### [TASK BRIEF]
Wherever a line of the records contains "RetryPolicy", copy that line.
(EXERCISE DATA Opens)
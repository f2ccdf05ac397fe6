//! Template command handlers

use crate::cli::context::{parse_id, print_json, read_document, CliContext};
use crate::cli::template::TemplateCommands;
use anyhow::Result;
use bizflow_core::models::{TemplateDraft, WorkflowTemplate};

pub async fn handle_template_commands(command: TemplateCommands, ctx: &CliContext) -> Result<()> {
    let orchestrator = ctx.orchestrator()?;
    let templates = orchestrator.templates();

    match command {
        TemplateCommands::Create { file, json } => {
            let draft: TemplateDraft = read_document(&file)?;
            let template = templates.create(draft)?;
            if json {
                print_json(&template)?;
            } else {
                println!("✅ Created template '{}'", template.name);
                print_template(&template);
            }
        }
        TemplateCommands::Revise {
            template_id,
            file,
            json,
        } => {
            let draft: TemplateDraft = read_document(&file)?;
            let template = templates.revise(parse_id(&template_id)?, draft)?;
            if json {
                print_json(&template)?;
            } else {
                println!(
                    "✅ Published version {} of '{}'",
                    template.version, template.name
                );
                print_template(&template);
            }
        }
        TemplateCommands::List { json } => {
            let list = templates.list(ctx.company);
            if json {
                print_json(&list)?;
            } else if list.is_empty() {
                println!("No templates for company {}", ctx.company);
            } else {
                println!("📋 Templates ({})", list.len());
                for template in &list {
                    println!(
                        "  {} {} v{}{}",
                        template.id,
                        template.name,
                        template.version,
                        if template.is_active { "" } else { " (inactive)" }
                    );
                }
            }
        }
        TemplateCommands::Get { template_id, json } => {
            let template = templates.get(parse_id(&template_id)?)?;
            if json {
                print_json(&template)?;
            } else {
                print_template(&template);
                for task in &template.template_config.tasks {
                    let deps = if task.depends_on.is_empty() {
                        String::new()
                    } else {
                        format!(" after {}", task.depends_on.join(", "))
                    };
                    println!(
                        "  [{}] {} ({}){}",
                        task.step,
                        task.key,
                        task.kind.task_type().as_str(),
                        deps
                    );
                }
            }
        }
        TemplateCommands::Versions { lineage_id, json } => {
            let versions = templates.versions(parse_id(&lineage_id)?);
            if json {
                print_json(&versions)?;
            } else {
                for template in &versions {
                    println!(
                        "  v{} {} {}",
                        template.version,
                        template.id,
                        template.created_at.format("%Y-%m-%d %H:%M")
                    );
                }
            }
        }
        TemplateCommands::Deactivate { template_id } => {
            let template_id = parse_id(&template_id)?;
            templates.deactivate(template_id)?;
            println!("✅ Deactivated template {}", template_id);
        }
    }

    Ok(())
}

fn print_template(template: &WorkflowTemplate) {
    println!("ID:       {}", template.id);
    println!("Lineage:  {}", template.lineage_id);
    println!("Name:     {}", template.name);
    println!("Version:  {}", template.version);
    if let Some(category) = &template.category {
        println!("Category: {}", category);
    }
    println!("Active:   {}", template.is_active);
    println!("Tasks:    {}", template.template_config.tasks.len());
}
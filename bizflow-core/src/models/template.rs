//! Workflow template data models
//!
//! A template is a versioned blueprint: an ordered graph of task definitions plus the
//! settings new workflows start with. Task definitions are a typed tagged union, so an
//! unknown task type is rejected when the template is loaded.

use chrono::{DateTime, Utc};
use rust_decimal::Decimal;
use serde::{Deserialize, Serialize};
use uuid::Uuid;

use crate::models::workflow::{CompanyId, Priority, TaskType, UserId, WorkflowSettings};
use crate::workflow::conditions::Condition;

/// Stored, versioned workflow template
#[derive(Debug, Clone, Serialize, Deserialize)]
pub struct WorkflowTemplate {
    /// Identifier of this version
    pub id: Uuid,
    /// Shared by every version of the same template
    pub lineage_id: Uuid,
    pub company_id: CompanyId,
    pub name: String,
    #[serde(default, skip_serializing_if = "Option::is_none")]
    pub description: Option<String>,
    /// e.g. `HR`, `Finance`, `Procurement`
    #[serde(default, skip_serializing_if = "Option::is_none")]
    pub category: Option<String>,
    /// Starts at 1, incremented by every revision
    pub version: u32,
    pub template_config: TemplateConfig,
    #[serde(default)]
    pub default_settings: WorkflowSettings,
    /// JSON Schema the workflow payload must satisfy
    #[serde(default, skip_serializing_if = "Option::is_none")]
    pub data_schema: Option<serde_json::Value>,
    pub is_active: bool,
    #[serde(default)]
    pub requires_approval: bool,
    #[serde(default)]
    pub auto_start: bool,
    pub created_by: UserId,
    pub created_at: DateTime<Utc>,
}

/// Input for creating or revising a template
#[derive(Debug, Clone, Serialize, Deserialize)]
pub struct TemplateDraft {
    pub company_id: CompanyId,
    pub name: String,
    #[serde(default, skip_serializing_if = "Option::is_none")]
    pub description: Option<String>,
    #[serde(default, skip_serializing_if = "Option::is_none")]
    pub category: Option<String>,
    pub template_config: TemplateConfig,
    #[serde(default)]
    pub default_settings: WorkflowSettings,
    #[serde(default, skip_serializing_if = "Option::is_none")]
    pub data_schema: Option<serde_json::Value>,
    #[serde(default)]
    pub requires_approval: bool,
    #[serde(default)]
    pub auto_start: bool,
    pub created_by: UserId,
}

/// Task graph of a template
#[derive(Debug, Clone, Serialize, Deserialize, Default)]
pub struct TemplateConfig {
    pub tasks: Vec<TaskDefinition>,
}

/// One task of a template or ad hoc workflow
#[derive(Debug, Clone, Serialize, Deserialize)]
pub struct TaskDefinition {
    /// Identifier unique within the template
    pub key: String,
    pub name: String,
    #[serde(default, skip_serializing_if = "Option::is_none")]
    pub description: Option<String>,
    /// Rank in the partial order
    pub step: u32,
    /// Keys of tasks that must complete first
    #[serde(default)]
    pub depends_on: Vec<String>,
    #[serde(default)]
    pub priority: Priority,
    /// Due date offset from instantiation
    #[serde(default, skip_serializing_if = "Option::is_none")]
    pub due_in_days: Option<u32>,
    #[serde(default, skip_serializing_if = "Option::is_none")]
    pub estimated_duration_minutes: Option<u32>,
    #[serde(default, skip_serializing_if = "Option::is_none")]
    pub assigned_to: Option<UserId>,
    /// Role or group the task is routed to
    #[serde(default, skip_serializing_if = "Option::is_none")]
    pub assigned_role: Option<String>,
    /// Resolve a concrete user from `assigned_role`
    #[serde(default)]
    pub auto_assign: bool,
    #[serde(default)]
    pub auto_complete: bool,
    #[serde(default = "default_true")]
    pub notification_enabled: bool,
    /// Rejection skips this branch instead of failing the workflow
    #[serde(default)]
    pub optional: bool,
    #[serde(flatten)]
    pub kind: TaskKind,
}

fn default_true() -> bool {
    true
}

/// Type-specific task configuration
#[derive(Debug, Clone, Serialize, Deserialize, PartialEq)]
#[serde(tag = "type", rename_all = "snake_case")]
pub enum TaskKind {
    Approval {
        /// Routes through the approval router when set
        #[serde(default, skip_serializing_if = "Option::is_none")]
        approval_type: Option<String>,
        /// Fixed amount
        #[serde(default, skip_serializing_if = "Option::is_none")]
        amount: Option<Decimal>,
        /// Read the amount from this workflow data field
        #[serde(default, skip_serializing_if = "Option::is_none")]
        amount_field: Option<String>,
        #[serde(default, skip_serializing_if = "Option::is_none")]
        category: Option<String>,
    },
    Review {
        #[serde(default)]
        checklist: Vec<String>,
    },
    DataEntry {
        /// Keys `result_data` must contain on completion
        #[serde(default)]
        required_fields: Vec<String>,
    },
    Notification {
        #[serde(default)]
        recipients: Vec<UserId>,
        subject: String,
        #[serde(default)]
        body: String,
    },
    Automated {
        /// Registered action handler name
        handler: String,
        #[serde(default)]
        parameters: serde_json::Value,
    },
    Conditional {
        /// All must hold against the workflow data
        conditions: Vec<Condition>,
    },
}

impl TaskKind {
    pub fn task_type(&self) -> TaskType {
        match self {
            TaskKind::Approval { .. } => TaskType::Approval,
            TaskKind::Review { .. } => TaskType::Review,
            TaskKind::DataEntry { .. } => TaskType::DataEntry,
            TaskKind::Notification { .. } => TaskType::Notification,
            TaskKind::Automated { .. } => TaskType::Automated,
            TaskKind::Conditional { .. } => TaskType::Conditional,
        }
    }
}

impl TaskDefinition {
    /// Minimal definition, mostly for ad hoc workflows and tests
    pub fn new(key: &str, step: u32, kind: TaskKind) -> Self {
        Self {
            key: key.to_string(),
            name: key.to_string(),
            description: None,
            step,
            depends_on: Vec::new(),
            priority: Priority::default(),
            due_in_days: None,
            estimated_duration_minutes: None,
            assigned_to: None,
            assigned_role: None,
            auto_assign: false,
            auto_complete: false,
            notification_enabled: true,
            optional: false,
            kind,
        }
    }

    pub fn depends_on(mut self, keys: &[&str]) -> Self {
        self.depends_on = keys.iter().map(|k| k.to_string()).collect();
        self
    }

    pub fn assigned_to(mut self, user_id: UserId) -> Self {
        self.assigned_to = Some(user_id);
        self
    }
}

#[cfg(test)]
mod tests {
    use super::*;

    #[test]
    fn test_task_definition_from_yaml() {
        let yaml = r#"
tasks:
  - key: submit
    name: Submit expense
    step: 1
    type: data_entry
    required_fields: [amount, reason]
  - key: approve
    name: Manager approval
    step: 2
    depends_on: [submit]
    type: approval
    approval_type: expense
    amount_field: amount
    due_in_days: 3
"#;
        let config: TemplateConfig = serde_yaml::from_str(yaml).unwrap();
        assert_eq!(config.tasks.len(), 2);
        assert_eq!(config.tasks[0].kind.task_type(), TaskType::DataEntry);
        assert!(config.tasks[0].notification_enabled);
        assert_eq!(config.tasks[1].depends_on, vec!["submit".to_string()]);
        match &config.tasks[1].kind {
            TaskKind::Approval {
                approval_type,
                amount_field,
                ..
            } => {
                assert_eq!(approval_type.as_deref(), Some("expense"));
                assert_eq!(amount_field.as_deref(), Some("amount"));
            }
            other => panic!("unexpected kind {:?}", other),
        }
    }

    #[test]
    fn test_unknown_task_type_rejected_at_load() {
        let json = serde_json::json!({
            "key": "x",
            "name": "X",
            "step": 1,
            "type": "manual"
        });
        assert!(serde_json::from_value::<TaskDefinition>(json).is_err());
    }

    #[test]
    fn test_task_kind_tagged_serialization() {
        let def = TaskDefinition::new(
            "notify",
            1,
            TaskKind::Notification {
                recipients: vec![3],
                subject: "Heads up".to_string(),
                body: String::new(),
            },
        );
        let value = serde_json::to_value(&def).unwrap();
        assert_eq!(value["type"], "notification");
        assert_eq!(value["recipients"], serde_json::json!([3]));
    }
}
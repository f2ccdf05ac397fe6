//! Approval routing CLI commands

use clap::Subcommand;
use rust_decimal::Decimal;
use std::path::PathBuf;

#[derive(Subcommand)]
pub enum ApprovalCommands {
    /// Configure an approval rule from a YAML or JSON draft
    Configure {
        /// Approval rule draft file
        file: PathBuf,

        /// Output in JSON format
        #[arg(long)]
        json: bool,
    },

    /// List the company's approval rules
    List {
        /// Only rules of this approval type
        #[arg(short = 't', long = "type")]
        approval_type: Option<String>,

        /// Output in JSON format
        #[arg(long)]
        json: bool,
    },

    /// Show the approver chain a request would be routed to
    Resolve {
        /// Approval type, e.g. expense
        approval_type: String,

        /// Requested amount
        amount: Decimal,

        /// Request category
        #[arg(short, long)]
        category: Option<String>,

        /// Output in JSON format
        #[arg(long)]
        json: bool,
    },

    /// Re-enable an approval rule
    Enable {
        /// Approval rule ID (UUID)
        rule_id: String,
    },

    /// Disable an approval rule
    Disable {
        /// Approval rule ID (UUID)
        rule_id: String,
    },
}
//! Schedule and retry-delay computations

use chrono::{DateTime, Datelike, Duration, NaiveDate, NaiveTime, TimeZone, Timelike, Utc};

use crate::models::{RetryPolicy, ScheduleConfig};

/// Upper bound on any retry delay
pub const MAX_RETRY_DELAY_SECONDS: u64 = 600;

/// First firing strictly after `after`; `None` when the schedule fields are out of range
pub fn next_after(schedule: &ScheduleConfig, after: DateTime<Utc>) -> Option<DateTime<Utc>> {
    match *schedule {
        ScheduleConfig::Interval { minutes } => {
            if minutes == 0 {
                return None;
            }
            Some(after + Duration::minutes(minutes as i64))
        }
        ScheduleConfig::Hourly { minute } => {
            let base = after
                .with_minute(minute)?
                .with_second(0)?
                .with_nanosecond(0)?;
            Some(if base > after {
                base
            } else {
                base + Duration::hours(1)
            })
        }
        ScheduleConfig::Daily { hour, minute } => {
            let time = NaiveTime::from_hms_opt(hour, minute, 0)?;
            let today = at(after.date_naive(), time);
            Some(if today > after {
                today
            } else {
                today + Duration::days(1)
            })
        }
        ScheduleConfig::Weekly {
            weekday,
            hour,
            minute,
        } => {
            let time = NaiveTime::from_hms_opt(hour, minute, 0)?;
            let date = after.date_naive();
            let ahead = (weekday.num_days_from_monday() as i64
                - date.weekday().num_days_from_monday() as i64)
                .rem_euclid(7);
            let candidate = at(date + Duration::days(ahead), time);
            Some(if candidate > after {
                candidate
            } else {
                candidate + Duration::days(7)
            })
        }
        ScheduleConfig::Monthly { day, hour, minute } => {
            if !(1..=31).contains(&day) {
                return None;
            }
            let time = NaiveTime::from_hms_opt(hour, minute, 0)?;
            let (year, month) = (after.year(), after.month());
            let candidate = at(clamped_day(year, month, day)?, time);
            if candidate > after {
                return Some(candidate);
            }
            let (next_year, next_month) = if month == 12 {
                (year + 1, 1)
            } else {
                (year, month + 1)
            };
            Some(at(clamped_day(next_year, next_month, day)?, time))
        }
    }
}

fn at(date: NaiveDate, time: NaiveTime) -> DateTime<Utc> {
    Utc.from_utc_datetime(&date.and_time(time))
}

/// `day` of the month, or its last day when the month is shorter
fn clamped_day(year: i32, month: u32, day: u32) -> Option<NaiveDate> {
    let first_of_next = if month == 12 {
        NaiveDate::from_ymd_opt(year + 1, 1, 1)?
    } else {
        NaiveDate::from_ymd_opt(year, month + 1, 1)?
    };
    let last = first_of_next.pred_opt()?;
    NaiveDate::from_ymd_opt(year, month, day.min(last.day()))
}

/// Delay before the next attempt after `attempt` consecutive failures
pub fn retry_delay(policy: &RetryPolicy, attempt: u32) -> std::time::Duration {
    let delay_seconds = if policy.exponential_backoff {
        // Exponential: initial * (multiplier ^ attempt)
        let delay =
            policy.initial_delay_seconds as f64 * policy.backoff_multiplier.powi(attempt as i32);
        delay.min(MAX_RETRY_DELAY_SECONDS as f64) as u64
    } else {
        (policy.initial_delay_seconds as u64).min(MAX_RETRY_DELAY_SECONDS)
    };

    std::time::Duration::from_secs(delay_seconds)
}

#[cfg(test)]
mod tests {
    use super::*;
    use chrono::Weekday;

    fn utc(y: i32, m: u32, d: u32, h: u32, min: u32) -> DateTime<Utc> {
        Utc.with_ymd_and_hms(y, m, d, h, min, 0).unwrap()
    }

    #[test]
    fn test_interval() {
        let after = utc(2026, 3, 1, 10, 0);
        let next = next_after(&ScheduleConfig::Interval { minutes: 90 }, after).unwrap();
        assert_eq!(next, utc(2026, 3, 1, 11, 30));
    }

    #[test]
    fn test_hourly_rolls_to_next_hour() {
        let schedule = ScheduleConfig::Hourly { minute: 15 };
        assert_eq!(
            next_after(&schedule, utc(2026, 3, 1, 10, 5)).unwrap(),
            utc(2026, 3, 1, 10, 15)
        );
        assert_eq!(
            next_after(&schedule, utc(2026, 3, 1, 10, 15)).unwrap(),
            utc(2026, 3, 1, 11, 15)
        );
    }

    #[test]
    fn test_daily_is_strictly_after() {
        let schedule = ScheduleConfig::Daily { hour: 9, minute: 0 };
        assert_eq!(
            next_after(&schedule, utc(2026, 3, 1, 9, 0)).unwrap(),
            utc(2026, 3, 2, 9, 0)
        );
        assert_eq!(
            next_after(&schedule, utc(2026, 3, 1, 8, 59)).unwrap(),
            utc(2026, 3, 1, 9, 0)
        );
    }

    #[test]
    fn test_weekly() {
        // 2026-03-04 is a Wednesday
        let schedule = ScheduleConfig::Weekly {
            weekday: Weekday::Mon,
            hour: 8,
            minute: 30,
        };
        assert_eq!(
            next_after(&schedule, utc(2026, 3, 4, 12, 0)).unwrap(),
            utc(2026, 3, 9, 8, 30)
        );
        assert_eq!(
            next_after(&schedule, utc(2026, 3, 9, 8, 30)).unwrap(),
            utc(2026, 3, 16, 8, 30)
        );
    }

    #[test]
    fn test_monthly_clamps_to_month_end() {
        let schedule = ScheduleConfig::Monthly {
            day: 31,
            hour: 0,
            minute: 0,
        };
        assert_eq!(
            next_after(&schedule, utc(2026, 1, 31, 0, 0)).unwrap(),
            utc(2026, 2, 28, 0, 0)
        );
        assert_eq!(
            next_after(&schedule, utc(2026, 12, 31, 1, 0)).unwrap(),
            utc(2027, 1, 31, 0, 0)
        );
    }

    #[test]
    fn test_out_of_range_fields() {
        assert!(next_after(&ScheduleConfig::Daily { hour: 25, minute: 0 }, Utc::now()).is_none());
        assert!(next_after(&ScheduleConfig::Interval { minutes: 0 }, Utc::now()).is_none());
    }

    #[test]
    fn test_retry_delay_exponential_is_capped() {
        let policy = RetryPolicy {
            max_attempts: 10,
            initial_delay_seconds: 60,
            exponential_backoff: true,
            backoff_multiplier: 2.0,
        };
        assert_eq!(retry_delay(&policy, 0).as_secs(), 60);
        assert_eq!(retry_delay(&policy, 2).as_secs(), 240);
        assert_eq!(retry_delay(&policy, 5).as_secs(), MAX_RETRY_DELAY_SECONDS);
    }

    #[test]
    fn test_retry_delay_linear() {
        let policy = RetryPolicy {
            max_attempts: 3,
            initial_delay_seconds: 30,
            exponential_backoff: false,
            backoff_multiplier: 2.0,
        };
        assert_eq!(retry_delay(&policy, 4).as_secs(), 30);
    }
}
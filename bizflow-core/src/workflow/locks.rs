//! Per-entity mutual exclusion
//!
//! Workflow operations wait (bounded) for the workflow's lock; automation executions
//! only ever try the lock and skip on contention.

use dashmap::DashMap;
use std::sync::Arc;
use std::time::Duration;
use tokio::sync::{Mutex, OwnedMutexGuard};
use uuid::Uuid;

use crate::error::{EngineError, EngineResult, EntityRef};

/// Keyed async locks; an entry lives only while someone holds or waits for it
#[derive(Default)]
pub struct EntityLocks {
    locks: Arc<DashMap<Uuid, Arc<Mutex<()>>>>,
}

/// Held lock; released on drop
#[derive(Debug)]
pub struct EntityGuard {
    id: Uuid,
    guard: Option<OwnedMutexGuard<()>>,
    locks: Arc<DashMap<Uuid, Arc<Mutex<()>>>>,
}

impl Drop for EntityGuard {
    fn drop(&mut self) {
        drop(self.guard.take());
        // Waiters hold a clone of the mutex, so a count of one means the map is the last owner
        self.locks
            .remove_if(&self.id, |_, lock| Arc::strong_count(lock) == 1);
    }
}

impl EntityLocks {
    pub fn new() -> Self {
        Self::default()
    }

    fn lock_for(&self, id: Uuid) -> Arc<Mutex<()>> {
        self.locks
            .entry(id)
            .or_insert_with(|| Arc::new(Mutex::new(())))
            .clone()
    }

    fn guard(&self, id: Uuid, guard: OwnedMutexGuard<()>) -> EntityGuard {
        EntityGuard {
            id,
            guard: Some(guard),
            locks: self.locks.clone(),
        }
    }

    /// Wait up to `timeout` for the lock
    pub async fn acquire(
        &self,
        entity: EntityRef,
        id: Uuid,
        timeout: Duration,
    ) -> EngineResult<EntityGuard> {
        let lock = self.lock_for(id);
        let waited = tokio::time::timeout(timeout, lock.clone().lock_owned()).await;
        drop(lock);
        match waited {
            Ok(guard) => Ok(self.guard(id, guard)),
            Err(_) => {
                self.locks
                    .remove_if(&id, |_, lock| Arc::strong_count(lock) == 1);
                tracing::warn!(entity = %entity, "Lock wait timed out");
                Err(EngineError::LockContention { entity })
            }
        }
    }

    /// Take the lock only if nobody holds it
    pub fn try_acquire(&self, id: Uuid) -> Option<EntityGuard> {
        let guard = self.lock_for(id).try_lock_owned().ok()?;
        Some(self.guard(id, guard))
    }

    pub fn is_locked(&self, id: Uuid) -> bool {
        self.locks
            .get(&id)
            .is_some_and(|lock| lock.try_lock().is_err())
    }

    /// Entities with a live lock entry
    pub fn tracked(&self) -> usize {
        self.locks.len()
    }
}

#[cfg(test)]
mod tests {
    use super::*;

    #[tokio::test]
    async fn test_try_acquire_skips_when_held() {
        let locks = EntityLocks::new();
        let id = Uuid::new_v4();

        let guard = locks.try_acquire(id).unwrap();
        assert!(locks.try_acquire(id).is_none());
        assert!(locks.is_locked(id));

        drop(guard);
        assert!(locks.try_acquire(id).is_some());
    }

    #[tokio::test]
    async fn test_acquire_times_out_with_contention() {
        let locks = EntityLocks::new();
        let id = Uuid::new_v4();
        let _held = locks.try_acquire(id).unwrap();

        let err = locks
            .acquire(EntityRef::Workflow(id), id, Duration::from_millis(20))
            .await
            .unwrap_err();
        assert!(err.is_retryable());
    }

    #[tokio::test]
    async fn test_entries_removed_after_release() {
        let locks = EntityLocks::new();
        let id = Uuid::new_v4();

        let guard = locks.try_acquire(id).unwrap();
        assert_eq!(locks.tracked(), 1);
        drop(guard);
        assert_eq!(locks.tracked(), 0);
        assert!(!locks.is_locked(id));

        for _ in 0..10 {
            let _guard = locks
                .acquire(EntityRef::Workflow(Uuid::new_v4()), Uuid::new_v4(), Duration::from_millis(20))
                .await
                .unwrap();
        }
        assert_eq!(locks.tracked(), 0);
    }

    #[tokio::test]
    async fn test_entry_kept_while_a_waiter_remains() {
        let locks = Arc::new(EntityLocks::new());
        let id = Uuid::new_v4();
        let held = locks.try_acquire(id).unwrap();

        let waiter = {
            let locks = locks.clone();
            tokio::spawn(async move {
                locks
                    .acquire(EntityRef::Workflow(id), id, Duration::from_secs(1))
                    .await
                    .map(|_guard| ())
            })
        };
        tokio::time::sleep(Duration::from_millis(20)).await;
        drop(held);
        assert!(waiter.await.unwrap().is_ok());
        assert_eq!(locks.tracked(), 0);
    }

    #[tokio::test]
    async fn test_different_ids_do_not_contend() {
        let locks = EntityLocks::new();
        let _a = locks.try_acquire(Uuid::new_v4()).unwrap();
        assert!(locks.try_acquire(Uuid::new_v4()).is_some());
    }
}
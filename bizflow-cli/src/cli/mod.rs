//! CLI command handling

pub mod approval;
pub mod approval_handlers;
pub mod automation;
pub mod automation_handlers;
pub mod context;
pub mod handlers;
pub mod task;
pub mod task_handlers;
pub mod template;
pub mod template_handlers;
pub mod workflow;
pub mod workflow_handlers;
(EXERCISE DATA Closes)
### [YOUR SOLUTION]
use crate::models::{RetryPolicy, ScheduleConfig};
pub fn retry_delay(policy: &RetryPolicy, attempt: u32) -> std::time::Duration {
        let policy = RetryPolicy {
        let policy = RetryPolicy {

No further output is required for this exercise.